In this promotional photo from Apple, the headphones are more expensive than the computer.

Okay, I am actually wrong here: it’s only cheaper with educational discount, and this person is not at school. I misunderstood what educational discount means.

Edit: Although I’m now being told there are ways she could get that discount for a personal laptop, too, through her school?

@mwichary Students and teachers are eligible for the educational discount when buying personal devices, yes. I don’t think there’s an educational discount for the headphones… 😀
@mwichary would have loved to see this photo with wired headphones. Apple still sells them, it’s much more realistic, and they’re supposedly increasingly popular.

@mwichary Apple took away verification of education stuff when using the education store. Basically anyone can order from it nowadays with zero repercussions.

The neo is $100 USD cheaper for both specs via education store, anyway, for example.

@mwichary With the update to AirPods Max 2 the price has gone up slightly here in Canada to C$799, exactly the same as the base Neo.

(The Neo is C$679/$849 here with the education discount, available to teachers and post-secondary students and their parents — but as @colinstu noted, my niece was never asked for verification of her university status when she bought her Air back in '24)

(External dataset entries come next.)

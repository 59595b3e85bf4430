//! `VoxServer`: Axum HTTP + `WebSocket` server.

use std::net::SocketAddr;
use std::sync::Arc;
use std::time::{Duration, Instant};

use axum::Router;
use axum::extract::State;
use axum::http::{HeaderValue, Method, StatusCode, header};
use axum::response::{IntoResponse, Json, Response};
use axum::routing::{get, post};
use metrics_exporter_prometheus::PrometheusHandle;
use tokio::net::TcpListener;
use tokio::sync::Semaphore;
use tokio::task::JoinHandle;
use tower_http::cors::{AllowOrigin, CorsLayer};
use tower_http::trace::TraceLayer;
use tracing::{error, info};
use vox_broker::Broker;

use crate::admin;
use crate::config::ServerConfig;
use crate::errors::{Result, ServerError};
use crate::health::{self, HealthResponse};
use crate::metrics;
use crate::shutdown::ShutdownCoordinator;
use crate::websocket::handler::ws_handler;

/// Shared state accessible from Axum handlers.
#[derive(Clone)]
pub struct AppState {
    /// The relay broker.
    pub broker: Arc<Broker>,
    /// Server configuration.
    pub config: Arc<ServerConfig>,
    /// Shutdown coordinator.
    pub shutdown: Arc<ShutdownCoordinator>,
    /// When the server started.
    pub start_time: Instant,
    /// Prometheus handle, when metrics are enabled.
    pub metrics: Option<PrometheusHandle>,
    /// One permit per allowed `WebSocket`, held for the socket's lifetime.
    pub connection_slots: Arc<Semaphore>,
}

/// The relay server.
pub struct VoxServer {
    config: Arc<ServerConfig>,
    broker: Arc<Broker>,
    shutdown: Arc<ShutdownCoordinator>,
    metrics: Option<PrometheusHandle>,
    connection_slots: Arc<Semaphore>,
    start_time: Instant,
}

impl VoxServer {
    /// Create a server around a broker.
    pub fn new(config: ServerConfig, broker: Arc<Broker>) -> Self {
        let slots = config.max_connections.min(Semaphore::MAX_PERMITS);
        Self {
            connection_slots: Arc::new(Semaphore::new(slots)),
            config: Arc::new(config),
            broker,
            shutdown: Arc::new(ShutdownCoordinator::new()),
            metrics: None,
            start_time: Instant::now(),
        }
    }

    /// Serve `/metrics` from `handle`.
    #[must_use]
    pub fn with_metrics(mut self, handle: PrometheusHandle) -> Self {
        self.metrics = Some(handle);
        self
    }

    /// Build the Axum router with all routes.
    pub fn router(&self) -> Result<Router> {
        let state = AppState {
            broker: Arc::clone(&self.broker),
            config: Arc::clone(&self.config),
            shutdown: Arc::clone(&self.shutdown),
            start_time: self.start_time,
            metrics: self.metrics.clone(),
            connection_slots: Arc::clone(&self.connection_slots),
        };

        Ok(Router::new()
            .route("/ws", get(ws_handler))
            .route("/health", get(health_handler))
            .route("/metrics", get(metrics_handler))
            .route("/admin/keys", post(admin::issue_key))
            .with_state(state)
            .layer(TraceLayer::new_for_http())
            .layer(cors_layer(&self.config.allowed_origins)?))
    }

    /// The broker.
    pub fn broker(&self) -> &Arc<Broker> {
        &self.broker
    }

    /// The shutdown coordinator.
    pub fn shutdown(&self) -> &Arc<ShutdownCoordinator> {
        &self.shutdown
    }

    /// The server configuration.
    pub fn config(&self) -> &ServerConfig {
        &self.config
    }

    /// Bind the listener and serve in a background task.
    pub async fn start(self) -> Result<ServerHandle> {
        let router = self.router()?;
        let listener = TcpListener::bind(self.config.bind_addr()).await?;
        let addr = listener.local_addr()?;

        let token = self.shutdown.token();
        let task = tokio::spawn(async move {
            let served = axum::serve(listener, router)
                .with_graceful_shutdown(async move { token.cancelled().await })
                .await;
            if let Err(e) = served {
                error!(error = %e, "server stopped with error");
            }
        });

        info!(%addr, "vox relay listening");
        Ok(ServerHandle {
            addr,
            broker: self.broker,
            shutdown: self.shutdown,
            task,
        })
    }
}

/// A running server.
pub struct ServerHandle {
    addr: SocketAddr,
    broker: Arc<Broker>,
    shutdown: Arc<ShutdownCoordinator>,
    task: JoinHandle<()>,
}

impl ServerHandle {
    /// Address the listener is bound to.
    pub fn addr(&self) -> SocketAddr {
        self.addr
    }

    /// The broker behind this server.
    pub fn broker(&self) -> &Arc<Broker> {
        &self.broker
    }

    /// Stop accepting, close every connection, and wait up to `timeout`.
    pub async fn shutdown(self, timeout: Duration) {
        self.shutdown.shutdown();
        self.broker.shutdown().await;
        self.shutdown.drain(self.task, timeout).await;
        info!("vox relay stopped");
    }
}

fn cors_layer(origins: &[String]) -> Result<CorsLayer> {
    let allow_origin = if origins.iter().any(|o| o == "*") {
        AllowOrigin::any()
    } else {
        let values = origins
            .iter()
            .map(|o| HeaderValue::from_str(o).map_err(|_| ServerError::InvalidOrigin(o.clone())))
            .collect::<Result<Vec<_>>>()?;
        AllowOrigin::list(values)
    };
    Ok(CorsLayer::new()
        .allow_origin(allow_origin)
        .allow_methods([Method::GET, Method::POST])
        .allow_headers([header::CONTENT_TYPE]))
}

/// GET /health
async fn health_handler(State(state): State<AppState>) -> Json<HealthResponse> {
    let connections = state.broker.connections().count().await;
    let slots = state.broker.registry().snapshot();
    Json(health::health_check(state.start_time, connections, &slots))
}

/// GET /metrics
async fn metrics_handler(State(state): State<AppState>) -> Response {
    match &state.metrics {
        Some(handle) => metrics::render(handle).into_response(),
        None => StatusCode::NOT_FOUND.into_response(),
    }
}
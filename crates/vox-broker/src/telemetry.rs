//! Metric names recorded by the broker.
//!
//! Recording goes through the `metrics` facade; with no recorder installed
//! the calls are no-ops.

/// Connections accepted (counter).
pub const CONNECTIONS_TOTAL: &str = "vox_connections_total";
/// Currently open connections (gauge).
pub const CONNECTIONS_ACTIVE: &str = "vox_connections_active";
/// Successful worker identifications (counter, labels: group).
pub const WORKER_BINDS_TOTAL: &str = "vox_worker_binds_total";
/// Failed worker identifications (counter).
pub const AUTH_FAILURES_TOTAL: &str = "vox_auth_failures_total";
/// Producer requests admitted by the rate limiter (counter).
pub const REQUESTS_ADMITTED_TOTAL: &str = "vox_requests_admitted_total";
/// Producer requests dropped by the rate limiter (counter).
pub const REQUESTS_RATE_LIMITED_TOTAL: &str = "vox_requests_rate_limited_total";
/// Requests rejected as malformed (counter).
pub const REQUESTS_INVALID_TOTAL: &str = "vox_requests_invalid_total";
/// Requests dispatched to a transcription worker (counter, labels: group).
pub const DISPATCHES_TOTAL: &str = "vox_dispatches_total";
/// Requests mirrored to the store worker (counter).
pub const STORE_MIRRORS_TOTAL: &str = "vox_store_mirrors_total";
/// Requests that found no worker or no route (counter, labels: reason).
pub const ROUTING_FAILURES_TOTAL: &str = "vox_routing_failures_total";
/// Results delivered to producers (counter).
pub const RESULTS_DELIVERED_TOTAL: &str = "vox_results_delivered_total";
/// Results whose producer was gone or saturated (counter).
pub const RESULTS_DROPPED_TOTAL: &str = "vox_results_dropped_total";
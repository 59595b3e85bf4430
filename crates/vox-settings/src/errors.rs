//! Settings error types.

use thiserror::Error;

/// Why the relay refused its configuration.
#[derive(Debug, Error)]
pub enum SettingsError {
    /// The settings file exists but could not be read.
    #[error("cannot read settings file: {0}")]
    Io(#[from] std::io::Error),
    /// The file is not JSON, or a field has the wrong shape (including an
    /// unknown worker group in the language table).
    #[error("malformed settings: {0}")]
    Json(#[from] serde_json::Error),
    /// A field holds a value the relay cannot run with.
    #[error("invalid {field}: {reason}")]
    InvalidValue {
        /// camelCase path of the offending field.
        field: &'static str,
        /// What is wrong with it.
        reason: String,
    },
    /// An entry of `broker.languages` cannot be routed.
    #[error("invalid route for language '{language}': {reason}")]
    InvalidRoute {
        /// The language tag as written in the table.
        language: String,
        /// What is wrong with the entry.
        reason: &'static str,
    },
}

impl SettingsError {
    pub(crate) fn invalid(field: &'static str, reason: impl Into<String>) -> Self {
        Self::InvalidValue {
            field,
            reason: reason.into(),
        }
    }
}

/// Result type for settings operations.
pub type Result<T> = std::result::Result<T, SettingsError>;
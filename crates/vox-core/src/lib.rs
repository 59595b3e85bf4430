//! # vox-core
//!
//! Foundation types shared by every Vox relay crate:
//!
//! - [`ConnId`]: branded connection identifier
//! - [`GroupName`]: the closed set of worker capability groups
//! - [`LanguageTag`]: the language attribute producers attach to requests
//! - [`logging`]: `tracing` subscriber setup

#![deny(unsafe_code)]

pub mod errors;
pub mod group;
pub mod ids;
pub mod language;
pub mod logging;

pub use errors::InvalidGroup;
pub use group::GroupName;
pub use ids::ConnId;
pub use language::LanguageTag;
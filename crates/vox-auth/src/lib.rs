//! # vox-auth
//!
//! Worker credentials: the store that maps an API key to a worker group and an
//! active flag, plus key minting.
//!
//! - [`CredentialStore`]: async trait with `lookup`, `issue`, `revoke` and the
//!   fail-closed [`CredentialStore::validate`] check the broker calls
//! - [`SqliteCredentialStore`]: r2d2-pooled `SQLite` implementation
//! - [`MemoryCredentialStore`]: in-process implementation for tests and demos
//! - [`keys`]: API key generation, hashing, constant-time comparison
//!
//! Keys are stored as SHA-256 digests; the plaintext exists only in the
//! issuance response.

#![deny(unsafe_code)]

pub mod errors;
pub mod keys;
pub mod memory;
pub mod sqlite;
pub mod store;

pub use errors::{AuthError, Result};
pub use keys::{constant_time_eq, generate_api_key, hash_key};
pub use memory::MemoryCredentialStore;
pub use sqlite::SqliteCredentialStore;
pub use store::{CredentialRecord, CredentialStore};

@mwichary But Apples play is as a student, you can get both for 999.
@mwichary is there a headphone stand for a thousand dollars though
@mwichary is this wrong? one i put on my head and gives me delicious (spatial?) audio - the other one is a calculator
@mwichary - your original point stands: the headphones don't get an EDU discount; the computer does. And we're led to believe that the young woman is probably a student.